AVAILABLE DATA:
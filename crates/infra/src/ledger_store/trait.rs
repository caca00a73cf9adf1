use async_trait::async_trait;
use thiserror::Error;

use assetbook_core::{AssetId, JournalRef, Money};
use assetbook_depreciation::{Asset, AssetStatus, DepreciationRecord, PeriodKey};

/// Ledger store operation error.
///
/// These are **infrastructure errors** (storage, locking, missing rows) as
/// opposed to engine errors (usage, parameters, ledger invariants).
#[derive(Debug, Clone, PartialEq, Eq, Error)]
pub enum StoreError {
    #[error("not found: {0}")]
    NotFound(String),

    #[error("conflicting write: {0}")]
    Conflict(String),

    /// A read or write failed; the enclosing unit of work is rolled back.
    #[error("storage failure: {0}")]
    Storage(String),
}

impl StoreError {
    pub fn asset_not_found(asset_id: AssetId) -> Self {
        Self::NotFound(format!("asset {asset_id}"))
    }
}

/// Which assets a batch covers.
#[derive(Debug, Clone, Default, PartialEq, Eq)]
pub struct AssetFilter {
    /// Restrict to these assets; empty means every asset.
    pub asset_ids: Vec<AssetId>,
}

impl AssetFilter {
    pub fn all() -> Self {
        Self::default()
    }

    pub fn only(asset_ids: impl IntoIterator<Item = AssetId>) -> Self {
        Self {
            asset_ids: asset_ids.into_iter().collect(),
        }
    }

    pub fn matches(&self, asset: &Asset) -> bool {
        self.asset_ids.is_empty() || self.asset_ids.contains(&asset.id)
    }
}

/// Durable store of assets and their depreciation records.
///
/// ## Units of work
///
/// Every write goes through a [`LedgerTransaction`] obtained from [`begin`].
/// The transaction holds the asset's exclusive lock until it is committed or
/// dropped, so two runs never recompute the same asset at once. Nothing a
/// transaction writes is visible to other readers before `commit`; dropping it
/// without committing discards every staged write.
///
/// [`begin`]: LedgerStore::begin
#[async_trait]
pub trait LedgerStore: Send + Sync {
    /// Active assets matching `filter`, ordered by code.
    async fn load_eligible_assets(&self, filter: &AssetFilter) -> Result<Vec<Asset>, StoreError>;

    /// Read-only view of one asset, outside any unit of work.
    async fn get_asset(&self, asset_id: AssetId) -> Result<Asset, StoreError>;

    /// Committed records for one asset, ascending by period.
    async fn list_records(&self, asset_id: AssetId) -> Result<Vec<DepreciationRecord>, StoreError>;

    /// Open a unit of work on one asset, waiting for its exclusive lock.
    async fn begin(&self, asset_id: AssetId) -> Result<Box<dyn LedgerTransaction>, StoreError>;
}

/// One asset's atomic unit of work.
#[async_trait]
pub trait LedgerTransaction: Send {
    async fn load_asset(&mut self) -> Result<Asset, StoreError>;

    async fn list_records(&mut self) -> Result<Vec<DepreciationRecord>, StoreError>;

    /// Remove every record of the asset.
    async fn delete_records(&mut self) -> Result<(), StoreError>;

    async fn insert_records(&mut self, records: &[DepreciationRecord]) -> Result<(), StoreError>;

    async fn update_asset_totals(
        &mut self,
        accumulated: Money,
        book_value: Money,
    ) -> Result<(), StoreError>;

    /// Link the record of `period` to a posted journal entry.
    async fn attach_journal_ref(
        &mut self,
        period: PeriodKey,
        journal_ref: JournalRef,
    ) -> Result<(), StoreError>;

    async fn commit(self: Box<Self>) -> Result<(), StoreError>;
}

pub(crate) fn is_eligible_status(asset: &Asset) -> bool {
    asset.status == AssetStatus::Active
}
//! Runtime configuration loaded from the environment.
//!
//! Every value has a default; a variable that is set but malformed is an
//! error rather than a silent fallback.

use std::collections::HashMap;
use std::str::FromStr;
use std::time::Duration;

use thiserror::Error;

use assetbook_accounting::DepreciationAccounts;

pub const ENV_MAX_CONCURRENCY: &str = "ASSETBOOK_MAX_CONCURRENCY";
pub const ENV_BATCH_TIMEOUT_SECS: &str = "ASSETBOOK_BATCH_TIMEOUT_SECS";
pub const ENV_DEFAULT_NOTE: &str = "ASSETBOOK_DEFAULT_NOTE";
pub const ENV_EXPENSE_ACCOUNT: &str = "ASSETBOOK_EXPENSE_ACCOUNT";
pub const ENV_ACCUMULATED_ACCOUNT: &str = "ASSETBOOK_ACCUMULATED_ACCOUNT";

#[derive(Debug, Clone, PartialEq, Eq, Error)]
pub enum ConfigError {
    #[error("{key} has invalid value '{value}': {reason}")]
    Invalid {
        key: String,
        value: String,
        reason: String,
    },
}

impl ConfigError {
    pub fn invalid(key: &str, value: &str, reason: impl Into<String>) -> Self {
        Self::Invalid {
            key: key.to_string(),
            value: value.to_string(),
            reason: reason.into(),
        }
    }
}

/// Source of configuration values, keyed by variable name.
pub trait ConfigSource {
    fn get(&self, key: &str) -> Option<String>;
}

/// The process environment.
#[derive(Debug, Clone, Copy, Default)]
pub struct EnvSource;

impl ConfigSource for EnvSource {
    fn get(&self, key: &str) -> Option<String> {
        std::env::var(key).ok().filter(|v| !v.trim().is_empty())
    }
}

impl ConfigSource for HashMap<String, String> {
    fn get(&self, key: &str) -> Option<String> {
        HashMap::get(self, key).cloned()
    }
}

/// Parse `key` from `source`, falling back to `default` when unset.
pub fn parse_or<T, S>(source: &S, key: &str, default: T) -> Result<T, ConfigError>
where
    T: FromStr,
    T::Err: std::fmt::Display,
    S: ConfigSource + ?Sized,
{
    match source.get(key) {
        None => Ok(default),
        Some(raw) => raw
            .trim()
            .parse()
            .map_err(|e: T::Err| ConfigError::invalid(key, &raw, e.to_string())),
    }
}

/// Depreciation runner configuration.
#[derive(Debug, Clone, PartialEq, Eq)]
pub struct RunnerConfig {
    /// Assets processed in parallel. One asset is always sequential.
    pub max_concurrency: usize,
    /// After this long no new asset is scheduled; in-flight ones finish.
    pub batch_timeout: Duration,
    /// Note stamped on new records when the request carries none.
    pub default_note: String,
}

impl Default for RunnerConfig {
    fn default() -> Self {
        Self {
            max_concurrency: 4,
            batch_timeout: Duration::from_secs(300),
            default_note: "Monthly depreciation".to_string(),
        }
    }
}

impl RunnerConfig {
    pub fn from_env() -> Result<Self, ConfigError> {
        Self::from_source(&EnvSource)
    }

    pub fn from_source<S: ConfigSource + ?Sized>(source: &S) -> Result<Self, ConfigError> {
        let defaults = Self::default();

        let max_concurrency = parse_or(source, ENV_MAX_CONCURRENCY, defaults.max_concurrency)?;
        if max_concurrency == 0 {
            return Err(ConfigError::invalid(
                ENV_MAX_CONCURRENCY,
                "0",
                "must be at least 1",
            ));
        }
        let timeout_secs = parse_or(
            source,
            ENV_BATCH_TIMEOUT_SECS,
            defaults.batch_timeout.as_secs(),
        )?;

        Ok(Self {
            max_concurrency,
            batch_timeout: Duration::from_secs(timeout_secs),
            default_note: source.get(ENV_DEFAULT_NOTE).unwrap_or(defaults.default_note),
        })
    }

    pub fn with_max_concurrency(mut self, max: usize) -> Self {
        self.max_concurrency = max.max(1);
        self
    }

    pub fn with_batch_timeout(mut self, timeout: Duration) -> Self {
        self.batch_timeout = timeout;
        self
    }

    pub fn with_default_note(mut self, note: impl Into<String>) -> Self {
        self.default_note = note.into();
        self
    }
}

/// General-ledger accounts used by the posting service.
#[derive(Debug, Clone, PartialEq, Eq)]
pub struct PostingConfig {
    pub expense_account: String,
    pub accumulated_account: String,
}

impl Default for PostingConfig {
    fn default() -> Self {
        Self {
            expense_account: "6100".to_string(),
            accumulated_account: "1590".to_string(),
        }
    }
}

impl PostingConfig {
    pub fn from_env() -> Result<Self, ConfigError> {
        Self::from_source(&EnvSource)
    }

    pub fn from_source<S: ConfigSource + ?Sized>(source: &S) -> Result<Self, ConfigError> {
        let defaults = Self::default();
        let account = |key: &str, default: String| -> Result<String, ConfigError> {
            match source.get(key) {
                None => Ok(default),
                Some(code) if code.trim().chars().all(|c| c.is_ascii_alphanumeric() || c == '-') => {
                    Ok(code.trim().to_string())
                }
                Some(code) => Err(ConfigError::invalid(key, &code, "not an account code")),
            }
        };

        Ok(Self {
            expense_account: account(ENV_EXPENSE_ACCOUNT, defaults.expense_account)?,
            accumulated_account: account(ENV_ACCUMULATED_ACCOUNT, defaults.accumulated_account)?,
        })
    }

    pub fn accounts(&self) -> DepreciationAccounts {
        DepreciationAccounts::new(&self.expense_account, &self.accumulated_account)
    }
}
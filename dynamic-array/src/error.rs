use thiserror::Error;

/// Errors returned by [`DynamicArray`](crate::DynamicArray) operations.
///
/// Every variant is raised before the container is touched, so a failed call
/// leaves length, capacity and element placement exactly as they were.
#[derive(Clone, Copy, Debug, PartialEq, Eq, Error)]
pub enum DynamicArrayError {
    /// The index lies outside the legal range for the operation: `[0, len]`
    /// for insertion, `[0, len)` for access and removal.
    #[error("index {index} is out of bounds for length {len}")]
    OutOfBounds { index: usize, len: usize },

    /// An absent value was supplied where a real value is required.
    #[error("invalid argument: {0}")]
    InvalidArgument(&'static str),

    /// Doubling the backing store would overflow `usize`.
    #[error("cannot grow backing store past capacity {capacity}")]
    CapacityOverflow { capacity: usize },
}

/// Convenience alias used throughout the crate so functions can simply return
/// `Result<T>` instead of writing out the full type every time.
pub type Result<T> = core::result::Result<T, DynamicArrayError>;

#[cfg(test)]
mod tests {
    use super::*;

    #[test]
    fn test_display_messages() {
        assert_eq!(
            DynamicArrayError::OutOfBounds { index: 4, len: 2 }.to_string(),
            "index 4 is out of bounds for length 2"
        );
        assert_eq!(
            DynamicArrayError::InvalidArgument("cannot insert an absent value").to_string(),
            "invalid argument: cannot insert an absent value"
        );
        assert_eq!(
            DynamicArrayError::CapacityOverflow { capacity: 9 }.to_string(),
            "cannot grow backing store past capacity 9"
        );
    }
}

EXERCISE DIRECTIONS: From the first line of the material above down to the line with "self.asset_ids.is_empty() || self.asset_ids.contains(&asset.id)", output each line exactly; include both of those lines and add no others.

TASK RESPONSE:
filename crates/infra/src/ledger_store/trait.rs
repository caca00a73cf9adf1
use async_trait::async_trait;
use thiserror::Error;

use assetbook_core::{AssetId, JournalRef, Money};
use assetbook_depreciation::{Asset, AssetStatus, DepreciationRecord, PeriodKey};

/// Ledger store operation error.
///
/// These are **infrastructure errors** (storage, locking, missing rows) as
/// opposed to engine errors (usage, parameters, ledger invariants).
#[derive(Debug, Clone, PartialEq, Eq, Error)]
pub enum StoreError {
    #[error("not found: {0}")]
    NotFound(String),

    #[error("conflicting write: {0}")]
    Conflict(String),

    /// A read or write failed; the enclosing unit of work is rolled back.
    #[error("storage failure: {0}")]
    Storage(String),
}

impl StoreError {
    pub fn asset_not_found(asset_id: AssetId) -> Self {
        Self::NotFound(format!("asset {asset_id}"))
    }
}

/// Which assets a batch covers.
#[derive(Debug, Clone, Default, PartialEq, Eq)]
pub struct AssetFilter {
    /// Restrict to these assets; empty means every asset.
    pub asset_ids: Vec<AssetId>,
}

impl AssetFilter {
    pub fn all() -> Self {
        Self::default()
    }

    pub fn only(asset_ids: impl IntoIterator<Item = AssetId>) -> Self {
        Self {
            asset_ids: asset_ids.into_iter().collect(),
        }
    }

    pub fn matches(&self, asset: &Asset) -> bool {
        self.asset_ids.is_empty() || self.asset_ids.contains(&asset.id)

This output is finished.